Tidak harus kamu marah-marah apalagi maki-maki. Apalagi gegeran enggak ada akhirnya di medsos. eman-eman kuota mu. Iya kan daripada kamu pakai gegeran mbok dipakai yang lain. Jadi yang kedua itu ini penting untuk pembebasan tadi harus siap hidup bersama. Yang tidak siap ya kamu tidak akan bisa bebas kamu akan terbelenggu terus.
Jangan salah loh semua yang sangat kamu cintai atau sangat kamu benci pada akhirnya jadi belenggu bagimu. Jadi benci sama orang misalnya, kamu papasan dijalan akan memilih minggir, ndak mau papasan sama dia. Kamu jadi capek harusnya jalan lurus malah minggir. Itu kan Terbelenggu, mbok tadi lewat aja ngak apa “ndak ndak mau daripada ketemu dia mending tidak” Kan kamu keluar biaya keluar energi keluar capeknya.

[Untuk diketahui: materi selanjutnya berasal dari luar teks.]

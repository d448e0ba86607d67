//! Execution contexts
//!
//! A context is an immutable view of one snapshot: params, renderers and an
//! optional tracking id. Contexts are cheap to clone and never observe a later
//! refresh.

use std::sync::Arc;

use chrono::{DateTime, Utc};
use serde::de::DeserializeOwned;
use serde::{Deserialize, Serialize};
use serde_json::{Map, Value};
use tracing::debug;

use crate::error::PromptError;
use crate::manifest::{PromptId, PromptManifest};
use crate::renderer::{TemplateRenderer, ToolRenderer};

/// A manifest bound to its renderers
#[derive(Debug)]
pub struct PromptSnapshot {
    manifest: Arc<PromptManifest>,
    templates: TemplateRenderer,
    tools: ToolRenderer,
    stamp: u64,
    fetched_at: DateTime<Utc>,
}

impl PromptSnapshot {
    /// Bind renderers; fails when a name map cannot be built
    pub fn bind(manifest: PromptManifest, stamp: u64) -> Result<Self, PromptError> {
        debug!(prompt_id = %manifest.prompt_id, version = %manifest.version_label(), %stamp, "PromptSnapshot::bind: called");
        let manifest = Arc::new(manifest);
        let templates = TemplateRenderer::bind(manifest.clone())?;
        let tools = ToolRenderer::bind(manifest.clone())?;
        Ok(Self {
            manifest,
            templates,
            tools,
            stamp,
            fetched_at: Utc::now(),
        })
    }

    pub fn manifest(&self) -> &PromptManifest {
        &self.manifest
    }

    pub fn stamp(&self) -> u64 {
        self.stamp
    }

    pub fn fetched_at(&self) -> DateTime<Utc> {
        self.fetched_at
    }
}

/// Serializable record of what a render pass used
#[derive(Debug, Clone, PartialEq, Eq, Serialize, Deserialize)]
#[serde(rename_all = "camelCase")]
pub struct TrackingInfo {
    pub id: String,
    pub version: String,
    #[serde(skip_serializing_if = "Option::is_none")]
    pub revision_id: Option<String>,
    #[serde(skip_serializing_if = "Option::is_none")]
    pub tracking_id: Option<String>,
}

/// Immutable render context over one snapshot
#[derive(Debug, Clone)]
pub struct ExecutionContext {
    snapshot: Arc<PromptSnapshot>,
    tracking_id: Option<String>,
}

impl ExecutionContext {
    pub fn new(snapshot: Arc<PromptSnapshot>) -> Self {
        Self {
            snapshot,
            tracking_id: None,
        }
    }

    pub fn with_tracking_id(mut self, tracking_id: impl Into<String>) -> Self {
        self.tracking_id = Some(tracking_id.into());
        self
    }

    /// Attach a fresh time-ordered tracking id
    pub fn with_new_tracking_id(self) -> Self {
        self.with_tracking_id(uuid::Uuid::now_v7().to_string())
    }

    pub fn tracking_id(&self) -> Option<&str> {
        self.tracking_id.as_deref()
    }

    pub fn prompt_id(&self) -> &PromptId {
        &self.snapshot.manifest.prompt_id
    }

    /// Version label of the snapshot, e.g. `1.3` or `undeployed`
    pub fn version(&self) -> String {
        self.snapshot.manifest.version_label()
    }

    pub fn revision_id(&self) -> Option<&str> {
        self.snapshot.manifest.revision_id.as_deref()
    }

    /// Version stamp of the snapshot within its manager
    pub fn stamp(&self) -> u64 {
        self.snapshot.stamp
    }

    pub fn fetched_at(&self) -> DateTime<Utc> {
        self.snapshot.fetched_at
    }

    pub fn manifest(&self) -> &PromptManifest {
        &self.snapshot.manifest
    }

    pub fn params(&self) -> &Map<String, Value> {
        &self.snapshot.manifest.params
    }

    pub fn param(&self, key: &str) -> Option<&Value> {
        self.snapshot.manifest.params.get(key)
    }

    /// Deserialize params into a typed model
    pub fn typed_params<P: DeserializeOwned>(&self) -> Result<P, PromptError> {
        serde_json::from_value(Value::Object(self.params().clone())).map_err(|source| PromptError::InvalidParams {
            prompt_id: self.prompt_id().to_string(),
            version: self.version(),
            source,
        })
    }

    pub fn templates(&self) -> &TemplateRenderer {
        &self.snapshot.templates
    }

    pub fn tools(&self) -> &ToolRenderer {
        &self.snapshot.tools
    }

    pub fn render_template(&self, template_id: &str, args: &[(&str, &str)]) -> Result<String, PromptError> {
        self.snapshot.templates.render(template_id, args)
    }

    pub fn render_tool(&self, tool_id: &str, args: &[(&str, &str)]) -> Result<Value, PromptError> {
        self.snapshot.tools.render(tool_id, args)
    }

    /// Whether two contexts were built from the same snapshot
    pub fn same_snapshot(&self, other: &ExecutionContext) -> bool {
        Arc::ptr_eq(&self.snapshot, &other.snapshot)
    }

    pub fn track(&self) -> TrackingInfo {
        TrackingInfo {
            id: self.prompt_id().to_string(),
            version: self.version(),
            revision_id: self.revision_id().map(str::to_string),
            tracking_id: self.tracking_id.clone(),
        }
    }
}

/// Typed layer over an `ExecutionContext`
///
/// `P` is the params model, `T` and `U` the template and tool renderer types.
/// Generated code names a concrete alias of this type per prompt version.
#[derive(Debug, Clone)]
pub struct TypedExecutionContext<P, T, U> {
    inner: ExecutionContext,
    params: P,
    templates: T,
    tools: U,
}

impl<P, T, U> TypedExecutionContext<P, T, U>
where
    P: DeserializeOwned,
    T: From<ExecutionContext>,
    U: From<ExecutionContext>,
{
    pub fn new(inner: ExecutionContext) -> Result<Self, PromptError> {
        let params = inner.typed_params::<P>()?;
        Ok(Self {
            templates: T::from(inner.clone()),
            tools: U::from(inner.clone()),
            params,
            inner,
        })
    }
}

impl<P, T, U> TypedExecutionContext<P, T, U> {
    pub fn params(&self) -> &P {
        &self.params
    }

    pub fn render_template(&self) -> &T {
        &self.templates
    }

    pub fn render_tool(&self) -> &U {
        &self.tools
    }

    pub fn tracking_id(&self) -> Option<&str> {
        self.inner.tracking_id()
    }

    pub fn track(&self) -> TrackingInfo {
        self.inner.track()
    }

    /// The untyped context underneath
    pub fn raw(&self) -> &ExecutionContext {
        &self.inner
    }
}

Jadi Belenggu juga ketika kamu membenci, tidak cuma mencintai sesuatu.Maka harus siap hidup bersama. Dan yang ketiga watak keberagamaan kita. selama ini keberagamaan kita itu egois mikir diri kita sendiri. Asghar Ali ingin kita itu beragama yang sensitif simpati dan peka. Peka kalau ada yang tertindas, peka kalau ada yang susah, peka kalau ada yang lemah atau dilemahkan. Itu visinya Islam sejak awal, Katanya Asghar Ali yang selama ini kita lupakan.
Ada visi ideologis individual namanya tauhid ada visi sosialnya itulah Islam yang sejati, Katanya Asghar Ali. Selama ini kita beragamanya egois ingin menang sendiri, tidak peka, tidak sensitif tidak simpatik. Ini Proyek besar “tiga” boleh kita adopsi jadi proyek kita. Kita beragama yang cerdas, beragama yang toleran bisa hidup sama orang lain dan beragama yang sensitif dan simpati. itulah wajah Islam yang sejati.